Minare ve kubbe yüksekliklerinin ebced değerleri de «Allah» (66), Muhammed j (92) gibi sayılara tekabül eder. Yani her birinde derin bir mânâ saklıdır.

Böyle olduğu için de mıknatıs gibi herkesi cezbediyor.

Yabancıları bile…

Süleymaniye Camii’nin eski imam-hatibi bir gün teşrif etmişti, sohbet ediyorduk. Şöyle bir hâdise nakletti:

Bir turist kâfilesi zaman zaman gelirdi. Benim de dikkatimi çekti sık sık gelmeleri. Kendilerine yaklaştım:

“–Siz sık sık geliyorsunuz buraya. İki ayda, üç ayda bir; kimsiniz? Bu mâbed sizi ne gibi duygulara götürüyor?”

Dediler ki:

“–Biz Güney Amerika’dan geliyoruz. Biz buraya geldiğimiz zaman iç âlemimiz âdetâ diriliyor, rûhânî dünyamız huzur buluyor, burada kalben dinlenmiş oluyoruz.”

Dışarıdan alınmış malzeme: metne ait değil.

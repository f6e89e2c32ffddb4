//! Physical screen descriptions as supplied by the host UI.
//!
//! A `ScreenSpec` is a read-only snapshot; the engine never mutates it. Field
//! names on the wire follow the host's camelCase JSON.

use crate::constants::{MM_PER_INCH, MM_PER_M};
use crate::error::{Result, ViewportError};
use serde::{Deserialize, Serialize};

#[derive(Clone, Copy, Debug, PartialEq, Eq, Serialize, Deserialize)]
#[serde(rename_all = "camelCase")]
pub struct Resolution {
    pub width_px: u32,
    pub height_px: u32,
}

impl Resolution {
    pub const fn new(width_px: u32, height_px: u32) -> Self {
        Self {
            width_px,
            height_px,
        }
    }

    #[inline]
    pub fn aspect(&self) -> f64 {
        self.width_px as f64 / self.height_px as f64
    }
}

#[derive(Clone, Debug, PartialEq, Serialize, Deserialize)]
#[serde(rename_all = "camelCase")]
pub struct ScreenSpec {
    pub diagonal_inches: f64,
    pub resolution: Resolution,
    pub viewing_distance_mm: f64,
    #[serde(default)]
    pub curvature_radius_mm: Option<f64>,
    #[serde(default = "default_scaling")]
    pub scaling_percent: f64,
    #[serde(default = "default_display_index")]
    pub display_index: u32,
}

fn default_scaling() -> f64 {
    100.0
}

fn default_display_index() -> u32 {
    1
}

#[inline]
fn positive_finite(v: f64) -> bool {
    v.is_finite() && v > 0.0
}

impl ScreenSpec {
    /// Flat screen with 100% scaling.
    pub fn flat(
        diagonal_inches: f64,
        resolution: Resolution,
        viewing_distance_mm: f64,
        display_index: u32,
    ) -> Self {
        Self {
            diagonal_inches,
            resolution,
            viewing_distance_mm,
            curvature_radius_mm: None,
            scaling_percent: 100.0,
            display_index,
        }
    }

    /// Curved screen; `curvature_radius_mm` is the "R" rating (1500R = 1500).
    pub fn curved(
        diagonal_inches: f64,
        resolution: Resolution,
        viewing_distance_mm: f64,
        curvature_radius_mm: f64,
        display_index: u32,
    ) -> Self {
        Self {
            curvature_radius_mm: Some(curvature_radius_mm),
            ..Self::flat(diagonal_inches, resolution, viewing_distance_mm, display_index)
        }
    }

    /// Rejects anything that would produce degenerate geometry. `index` is the
    /// position in the caller's list and only feeds the error message.
    pub fn validate(&self, index: usize) -> Result<()> {
        let invalid = |field: &'static str, value: f64| ViewportError::InvalidSpec {
            index,
            field,
            value,
        };
        if !positive_finite(self.diagonal_inches) {
            return Err(invalid("diagonalInches", self.diagonal_inches));
        }
        if self.resolution.width_px == 0 {
            return Err(invalid("resolution.widthPx", 0.0));
        }
        if self.resolution.height_px == 0 {
            return Err(invalid("resolution.heightPx", 0.0));
        }
        if !positive_finite(self.viewing_distance_mm) {
            return Err(invalid("viewingDistanceMm", self.viewing_distance_mm));
        }
        if let Some(r) = self.curvature_radius_mm {
            if !positive_finite(r) {
                return Err(invalid("curvatureRadiusMm", r));
            }
            // The arc may not wrap past a full circle.
            let (width_m, _) = self.physical_size_m();
            if r / MM_PER_M < width_m / std::f64::consts::TAU {
                return Err(invalid("curvatureRadiusMm", r));
            }
        }
        if !positive_finite(self.scaling_percent) {
            return Err(invalid("scalingPercent", self.scaling_percent));
        }
        if self.display_index == 0 {
            return Err(invalid("displayIndex", 0.0));
        }
        Ok(())
    }

    /// Panel `(width, height)` in inches derived from diagonal and pixel aspect.
    pub fn physical_size_in(&self) -> (f64, f64) {
        let ratio = self.resolution.aspect();
        let height = self.diagonal_inches / (ratio * ratio + 1.0).sqrt();
        (ratio * height, height)
    }

    /// Panel `(width, height)` in meters.
    pub fn physical_size_m(&self) -> (f64, f64) {
        let (w, h) = self.physical_size_in();
        let to_m = MM_PER_INCH / MM_PER_M;
        (w * to_m, h * to_m)
    }

    #[inline]
    pub fn viewing_distance_m(&self) -> f64 {
        self.viewing_distance_mm / MM_PER_M
    }

    #[inline]
    pub fn curvature_radius_m(&self) -> Option<f64> {
        self.curvature_radius_mm.map(|r| r / MM_PER_M)
    }

    pub fn is_curved(&self) -> bool {
        self.curvature_radius_mm.is_some()
    }

    pub fn pixels_per_inch(&self) -> f64 {
        let w = self.resolution.width_px as f64;
        let h = self.resolution.height_px as f64;
        (w * w + h * h).sqrt() / self.diagonal_inches
    }

    /// Logical desktop size after OS scaling, e.g. 3840x2160 at 150% -> 2560x1440.
    pub fn effective_resolution(&self) -> (f64, f64) {
        let scale = self.scaling_percent / 100.0;
        (
            self.resolution.width_px as f64 / scale,
            self.resolution.height_px as f64 / scale,
        )
    }

    /// Full horizontal angle the panel spans from the viewer, in radians.
    pub fn horizontal_fov_rad(&self) -> f64 {
        let (w, _) = self.physical_size_m();
        2.0 * (w / 2.0).atan2(self.viewing_distance_m())
    }

    pub fn vertical_fov_rad(&self) -> f64 {
        let (_, h) = self.physical_size_m();
        2.0 * (h / 2.0).atan2(self.viewing_distance_m())
    }
}

/// Parse the host's JSON screen list. Validation is left to the caller so a
/// malformed document and an out-of-range value report differently.
pub fn parse_screens(json: &str) -> Result<Vec<ScreenSpec>> {
    Ok(serde_json::from_str(json)?)
}

/// Validate a whole list, reporting the first offending entry.
pub fn validate_screens(specs: &[ScreenSpec]) -> Result<()> {
    specs
        .iter()
        .enumerate()
        .try_for_each(|(i, s)| s.validate(i))
}
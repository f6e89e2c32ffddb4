use instant::Instant;
use std::time::Duration;

/// Trailing-edge debouncer driven by the frame clock. Each `schedule` pushes
/// the deadline out; `poll` fires once after the input has been quiet for
/// the full delay.
#[derive(Clone, Debug)]
pub struct Debouncer {
    delay: Duration,
    deadline: Option<Instant>,
}

impl Debouncer {
    pub fn new(delay: Duration) -> Self {
        Self {
            delay,
            deadline: None,
        }
    }

    pub fn schedule(&mut self, now: Instant) {
        self.deadline = Some(now + self.delay);
    }

    pub fn cancel(&mut self) {
        self.deadline = None;
    }

    pub fn is_pending(&self) -> bool {
        self.deadline.is_some()
    }

    /// True exactly once, on the first poll at or after the deadline.
    pub fn poll(&mut self, now: Instant) -> bool {
        match self.deadline {
            Some(deadline) if now >= deadline => {
                self.deadline = None;
                true
            }
            _ => false,
        }
    }
}

#[cfg(test)]
mod tests {
    use super::*;

    #[test]
    fn rescheduling_pushes_the_deadline() {
        let t0 = Instant::now();
        let mut d = Debouncer::new(Duration::from_millis(150));
        d.schedule(t0);
        d.schedule(t0 + Duration::from_millis(100));
        assert!(!d.poll(t0 + Duration::from_millis(200)));
        assert!(d.poll(t0 + Duration::from_millis(250)));
        assert!(!d.poll(t0 + Duration::from_millis(400)));
    }

    #[test]
    fn cancel_drops_the_pending_fire() {
        let t0 = Instant::now();
        let mut d = Debouncer::new(Duration::from_millis(150));
        d.schedule(t0);
        d.cancel();
        assert!(!d.is_pending());
        assert!(!d.poll(t0 + Duration::from_secs(1)));
    }
}
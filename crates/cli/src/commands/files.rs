//! `restore`, `cleanup` and `replace-converted`: file level recovery.

use std::path::Path;
use std::process::ExitCode;

use anyhow::{Context, Result};
use tracing::warn;

use ffshepherd_core::{BackupManager, Config, RestoreReport};

use super::confirm;

pub async fn restore(
    config: &Config,
    input_dir: &Path,
    purge: bool,
    yes: bool,
) -> Result<ExitCode> {
    let manager = BackupManager::new();
    let backup_dir = input_dir.join(&config.pipeline.backup_dir_name);

    let report = restore_from(&manager, &backup_dir, input_dir).await?;

    if purge
        && report.failed.is_empty()
        && confirm(&format!("Delete backup folder {}?", backup_dir.display()), yes)?
    {
        manager
            .purge_backups(&backup_dir)
            .await
            .context("Failed to delete backups")?;
        println!("Deleted {}", backup_dir.display());
    }

    Ok(if report.failed.is_empty() {
        ExitCode::SUCCESS
    } else {
        ExitCode::FAILURE
    })
}

/// Asks about each recovery step in turn: restore, delete backups, delete temp.
pub async fn cleanup(
    config: &Config,
    input_dir: &Path,
    temp_dir: &Path,
    yes: bool,
) -> Result<ExitCode> {
    let manager = BackupManager::new();
    let backup_dir = input_dir.join(&config.pipeline.backup_dir_name);
    let mut clean = true;

    if confirm("Restore original files from backup?", yes)? {
        let report = restore_from(&manager, &backup_dir, input_dir).await?;
        clean &= report.failed.is_empty();
    }

    if confirm(&format!("Delete backup folder {}?", backup_dir.display()), yes)?
        && manager.purge_backups(&backup_dir).await?
    {
        println!("Deleted {}", backup_dir.display());
    }

    if confirm(&format!("Delete temp folder {}?", temp_dir.display()), yes)?
        && manager.purge_temp(temp_dir).await?
    {
        println!("Deleted {}", temp_dir.display());
    }

    Ok(if clean {
        ExitCode::SUCCESS
    } else {
        ExitCode::FAILURE
    })
}

pub async fn replace_converted(dir: &Path, marker: &str) -> Result<ExitCode> {
    let report = BackupManager::new()
        .replace_converted(dir, marker)
        .await
        .with_context(|| format!("Failed to scan {:?}", dir))?;

    for path in &report.missing_original {
        println!("  no original for {}", path.display());
    }
    for failure in &report.failed {
        warn!(file = %failure.path.display(), "Replace failed: {}", failure.error);
    }
    println!(
        "{} converted files found, {} replaced",
        report.found,
        report.replaced.len()
    );

    Ok(if report.failed.is_empty() {
        ExitCode::SUCCESS
    } else {
        ExitCode::FAILURE
    })
}

async fn restore_from(
    manager: &BackupManager,
    backup_dir: &Path,
    target_dir: &Path,
) -> Result<RestoreReport> {
    let report = manager
        .restore_all(backup_dir, target_dir)
        .await
        .with_context(|| format!("Failed to restore from {:?}", backup_dir))?;

    for failure in &report.failed {
        warn!(file = %failure.path.display(), "Restore failed: {}", failure.error);
    }
    println!("Restored {} files", report.restored_count());
    Ok(report)
}
//! `sysinfo`-backed process table.

use async_trait::async_trait;
use chrono::{DateTime, Utc};
use sysinfo::{ProcessStatus, ProcessesToUpdate, System};

use super::error::{CensusError, TerminateError};
use super::signal::send_termination;
use super::traits::ProcessTable;
use super::types::{ProcessRecord, TerminateMode};

/// Process table that re-reads the OS on every call via `sysinfo`.
#[derive(Debug, Default)]
pub struct SysinfoProcessTable;

impl SysinfoProcessTable {
    /// Creates a new process table.
    pub fn new() -> Self {
        Self
    }

    fn read_table() -> Vec<ProcessRecord> {
        let mut system = System::new();
        system.refresh_processes(ProcessesToUpdate::All, true);

        system
            .processes()
            .values()
            .filter_map(|process| {
                let pid = process.pid().as_u32();
                // Linux lists every thread as a task of its own.
                if process.thread_kind().is_some() {
                    return None;
                }
                // Zombies have already exited; they hold no slot.
                if matches!(process.status(), ProcessStatus::Zombie | ProcessStatus::Dead) {
                    tracing::trace!(pid, "Skipping exited process");
                    return None;
                }
                let name = process.name().to_string_lossy().into_owned();
                if name.is_empty() {
                    tracing::trace!(pid, "Skipping process with unreadable name");
                    return None;
                }
                let start_time = i64::try_from(process.start_time())
                    .ok()
                    .and_then(|secs| DateTime::<Utc>::from_timestamp(secs, 0))
                    .unwrap_or(DateTime::<Utc>::UNIX_EPOCH);
                Some(ProcessRecord::new(pid, start_time, name))
            })
            .collect()
    }
}

#[async_trait]
impl ProcessTable for SysinfoProcessTable {
    fn name(&self) -> &str {
        "sysinfo"
    }

    async fn snapshot(&self) -> Result<Vec<ProcessRecord>, CensusError> {
        if !sysinfo::IS_SUPPORTED_SYSTEM {
            return Err(CensusError::Unsupported);
        }

        tokio::task::spawn_blocking(Self::read_table)
            .await
            .map_err(|e| CensusError::enumeration_failed(e.to_string()))
    }

    async fn terminate(&self, pid: u32, mode: TerminateMode) -> Result<(), TerminateError> {
        tokio::task::spawn_blocking(move || send_termination(pid, mode))
            .await
            .map_err(|e| TerminateError::Failed {
                pid,
                reason: e.to_string(),
            })?
    }
}
//! Types for the monitor module.

use serde::{Deserialize, Serialize};

use crate::governor::EvictionReport;

/// Outcome of one monitor iteration.
#[derive(Debug, Clone, Default, PartialEq, Eq, Serialize, Deserialize)]
pub struct MonitorTick {
    /// Matching processes seen by the census.
    pub observed: usize,
    /// What the eviction pass did, empty when within the limit.
    pub evicted: EvictionReport,
}
//! Trait definitions for the converter module.

use async_trait::async_trait;

use super::error::ConverterError;
use super::types::{ConversionJob, ConversionResult};

/// A converter that runs one external transcoding process per job.
///
/// Dropping the future returned by `convert` must stop the underlying process.
#[async_trait]
pub trait Converter: Send + Sync {
    /// Returns the name of this converter implementation.
    fn name(&self) -> &str;

    /// Converts `job.input_path` into `job.output_path`.
    async fn convert(&self, job: ConversionJob) -> Result<ConversionResult, ConverterError>;

    /// Validates that the converter is properly configured and ready.
    async fn validate(&self) -> Result<(), ConverterError>;
}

Yahya Kemal, Süleymaniye’de o bayram sabahının heyecan ve rûhâniyetini ne güzel aksettirir:

Artarak gönlümün aydınlığı her sâniyede,

Bir mehâbetli sabâh oldu Süleymâniye’de,

Kendi gök kubbemiz altında bu bayram saati,

Dokuz asrında bütün halkı, bütün memleketi,

Yer yer aksettiriyor mâvileşen manzaradan,

Kalkıyor tozlu zaman perdesi her ân aradan.

Gecenin bitmeye yüz tuttuğu andan beridir,

Duyulan gökte kanat, yerde ayak sesleridir.

Fahri SARRAFOĞLU: Demek ki bu tarihî mâbedlerimiz hem halkımızın, hem de ziyaret eden turistlerin ruhlarına bir ferahlık veriyor. Az önce bahsettiğiniz rehabilite merkezi gibi…

Osman Nûri TOPBAŞ Hocaefendi: Evet, hakikaten Süleymaniye yahut Sultanahmet Camii’ne gidildiği zaman, oraya gelen turistler şöyle bir dolaşıp gitmiyor. Oturuyorlar orada. Demek ki orada birtakım in‘ikâslar meydana geliyor, hissiyat yaşanıyor. Âdetâ ruhların bambaşka bir alışverişi var orada. O iklimde insanlar, böylece gönül âlemlerini dinlendiriyor.

Maalesef diğer taraftan da bugünün İstanbul’unda birçok kaktüs gibi yüksek binalar, gökdelenler de yapıldı. Sanki şehrin kabir taşları gibi. Tabiî, turistler tutup da o geometrik binaları seyretmiyor. Onları dolaşmıyor. Çünkü onlardan ruhlara herhangi bir haz ve huzur gelmiyor.